**YOUR GOAL:** Give as output the line that contains "pub fn ancestors<T: NodeTree", followed by every remaining line of the entries, unchanged and with nothing added.

=== PROVIDED MATERIAL ===

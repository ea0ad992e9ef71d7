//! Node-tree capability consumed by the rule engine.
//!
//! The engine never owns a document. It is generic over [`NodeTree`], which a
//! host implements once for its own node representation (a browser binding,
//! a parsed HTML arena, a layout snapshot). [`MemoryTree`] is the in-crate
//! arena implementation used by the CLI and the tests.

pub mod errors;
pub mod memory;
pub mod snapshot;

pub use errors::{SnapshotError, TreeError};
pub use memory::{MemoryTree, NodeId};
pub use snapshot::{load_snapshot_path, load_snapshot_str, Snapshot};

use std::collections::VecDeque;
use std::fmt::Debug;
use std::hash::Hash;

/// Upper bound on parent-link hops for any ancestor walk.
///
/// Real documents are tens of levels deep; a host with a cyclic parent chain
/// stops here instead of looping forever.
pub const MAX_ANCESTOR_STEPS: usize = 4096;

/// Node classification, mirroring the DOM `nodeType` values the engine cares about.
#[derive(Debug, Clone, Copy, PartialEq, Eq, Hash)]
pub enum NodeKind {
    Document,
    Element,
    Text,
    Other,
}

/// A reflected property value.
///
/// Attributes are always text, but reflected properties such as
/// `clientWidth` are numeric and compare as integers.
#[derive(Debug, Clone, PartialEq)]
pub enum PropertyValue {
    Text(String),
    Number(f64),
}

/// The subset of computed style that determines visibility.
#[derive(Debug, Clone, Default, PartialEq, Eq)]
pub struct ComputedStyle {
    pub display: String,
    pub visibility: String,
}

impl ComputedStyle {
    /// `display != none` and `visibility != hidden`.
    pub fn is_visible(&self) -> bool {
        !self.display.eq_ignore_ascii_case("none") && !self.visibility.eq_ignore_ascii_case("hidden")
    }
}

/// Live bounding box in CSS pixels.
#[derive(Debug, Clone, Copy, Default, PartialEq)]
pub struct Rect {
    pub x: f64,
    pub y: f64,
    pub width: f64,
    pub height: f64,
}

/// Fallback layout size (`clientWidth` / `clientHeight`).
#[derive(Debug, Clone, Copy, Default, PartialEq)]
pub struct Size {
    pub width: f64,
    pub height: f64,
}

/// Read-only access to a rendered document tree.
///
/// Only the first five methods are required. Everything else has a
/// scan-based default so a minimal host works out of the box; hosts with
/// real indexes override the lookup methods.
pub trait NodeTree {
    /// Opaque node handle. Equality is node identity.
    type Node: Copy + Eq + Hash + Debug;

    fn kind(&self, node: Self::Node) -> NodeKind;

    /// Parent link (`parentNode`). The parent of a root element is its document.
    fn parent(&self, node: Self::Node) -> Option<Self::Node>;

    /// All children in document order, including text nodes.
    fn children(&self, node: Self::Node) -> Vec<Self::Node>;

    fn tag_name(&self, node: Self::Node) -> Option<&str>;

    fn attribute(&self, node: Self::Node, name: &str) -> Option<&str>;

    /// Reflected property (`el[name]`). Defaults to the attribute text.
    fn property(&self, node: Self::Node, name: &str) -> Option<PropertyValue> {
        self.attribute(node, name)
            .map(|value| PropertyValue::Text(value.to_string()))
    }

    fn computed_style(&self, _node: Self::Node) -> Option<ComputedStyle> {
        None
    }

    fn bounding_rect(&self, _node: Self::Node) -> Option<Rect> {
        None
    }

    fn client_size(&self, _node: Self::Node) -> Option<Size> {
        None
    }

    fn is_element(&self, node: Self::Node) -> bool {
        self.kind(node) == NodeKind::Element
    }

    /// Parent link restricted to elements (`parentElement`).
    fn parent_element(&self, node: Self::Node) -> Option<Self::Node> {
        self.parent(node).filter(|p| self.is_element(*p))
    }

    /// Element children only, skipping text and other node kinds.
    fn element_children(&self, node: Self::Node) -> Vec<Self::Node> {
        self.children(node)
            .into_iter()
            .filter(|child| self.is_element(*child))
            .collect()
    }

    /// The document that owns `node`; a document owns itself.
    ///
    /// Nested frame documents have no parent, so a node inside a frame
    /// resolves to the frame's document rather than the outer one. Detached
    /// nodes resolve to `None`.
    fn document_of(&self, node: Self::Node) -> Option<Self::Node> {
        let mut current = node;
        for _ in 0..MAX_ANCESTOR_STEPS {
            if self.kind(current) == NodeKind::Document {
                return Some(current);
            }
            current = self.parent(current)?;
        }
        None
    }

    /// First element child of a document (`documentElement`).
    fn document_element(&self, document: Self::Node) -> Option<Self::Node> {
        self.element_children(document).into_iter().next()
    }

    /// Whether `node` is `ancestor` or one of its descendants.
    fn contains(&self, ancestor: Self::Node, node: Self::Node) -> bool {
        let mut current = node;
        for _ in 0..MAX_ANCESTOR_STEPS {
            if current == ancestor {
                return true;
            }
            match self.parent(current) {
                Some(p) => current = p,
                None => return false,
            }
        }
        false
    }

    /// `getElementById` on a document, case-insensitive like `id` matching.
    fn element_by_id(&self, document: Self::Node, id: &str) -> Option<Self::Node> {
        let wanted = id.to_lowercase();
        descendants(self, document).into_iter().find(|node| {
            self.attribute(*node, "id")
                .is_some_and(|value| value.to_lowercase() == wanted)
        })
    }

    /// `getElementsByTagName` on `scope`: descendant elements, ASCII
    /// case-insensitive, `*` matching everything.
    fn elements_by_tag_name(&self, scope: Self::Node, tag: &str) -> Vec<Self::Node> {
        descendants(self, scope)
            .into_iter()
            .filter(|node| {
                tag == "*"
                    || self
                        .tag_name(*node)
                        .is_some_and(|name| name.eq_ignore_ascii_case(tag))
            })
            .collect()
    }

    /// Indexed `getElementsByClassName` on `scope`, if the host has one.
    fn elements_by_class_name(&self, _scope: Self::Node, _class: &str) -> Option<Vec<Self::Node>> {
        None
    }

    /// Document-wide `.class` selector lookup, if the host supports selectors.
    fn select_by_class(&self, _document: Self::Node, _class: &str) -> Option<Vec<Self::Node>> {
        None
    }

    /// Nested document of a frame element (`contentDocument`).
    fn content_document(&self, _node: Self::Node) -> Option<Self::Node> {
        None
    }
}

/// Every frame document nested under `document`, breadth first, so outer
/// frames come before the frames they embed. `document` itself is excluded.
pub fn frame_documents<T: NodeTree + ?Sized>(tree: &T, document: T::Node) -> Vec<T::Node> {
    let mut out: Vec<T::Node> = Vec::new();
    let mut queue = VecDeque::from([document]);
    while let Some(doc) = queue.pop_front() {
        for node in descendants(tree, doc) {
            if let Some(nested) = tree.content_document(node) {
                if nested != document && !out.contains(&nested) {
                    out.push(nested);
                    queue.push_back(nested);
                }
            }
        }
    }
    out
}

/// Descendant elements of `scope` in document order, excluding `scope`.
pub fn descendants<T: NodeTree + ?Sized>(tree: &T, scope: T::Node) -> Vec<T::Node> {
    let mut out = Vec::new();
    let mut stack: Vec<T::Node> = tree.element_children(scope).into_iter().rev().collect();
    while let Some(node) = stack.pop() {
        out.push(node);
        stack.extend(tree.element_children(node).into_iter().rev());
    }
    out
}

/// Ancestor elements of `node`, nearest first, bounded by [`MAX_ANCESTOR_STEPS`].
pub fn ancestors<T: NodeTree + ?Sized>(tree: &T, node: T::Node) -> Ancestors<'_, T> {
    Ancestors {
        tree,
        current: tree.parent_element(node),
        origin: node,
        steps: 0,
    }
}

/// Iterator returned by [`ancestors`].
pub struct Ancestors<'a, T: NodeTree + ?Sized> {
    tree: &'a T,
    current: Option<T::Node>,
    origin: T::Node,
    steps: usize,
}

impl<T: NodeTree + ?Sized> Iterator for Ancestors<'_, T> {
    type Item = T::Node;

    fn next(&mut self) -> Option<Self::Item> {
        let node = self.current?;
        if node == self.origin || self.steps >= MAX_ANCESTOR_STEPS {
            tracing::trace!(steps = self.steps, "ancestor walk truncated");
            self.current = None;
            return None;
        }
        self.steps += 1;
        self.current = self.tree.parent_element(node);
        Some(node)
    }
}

===

**EXERCISE RESULT:**
pub fn ancestors<T: NodeTree + ?Sized>(tree: &T, node: T::Node) -> Ancestors<'_, T> {
    Ancestors {
        tree,
        current: tree.parent_element(node),
        origin: node,
        steps: 0,
    }
}

/// Iterator returned by [`ancestors`].
pub struct Ancestors<'a, T: NodeTree + ?Sized> {
    tree: &'a T,
    current: Option<T::Node>,
    origin: T::Node,
    steps: usize,
}

impl<T: NodeTree + ?Sized> Iterator for Ancestors<'_, T> {
    type Item = T::Node;

    fn next(&mut self) -> Option<Self::Item> {
        let node = self.current?;
        if node == self.origin || self.steps >= MAX_ANCESTOR_STEPS {
            tracing::trace!(steps = self.steps, "ancestor walk truncated");
            self.current = None;
            return None;
        }
        self.steps += 1;
        self.current = self.tree.parent_element(node);
        Some(node)
    }
}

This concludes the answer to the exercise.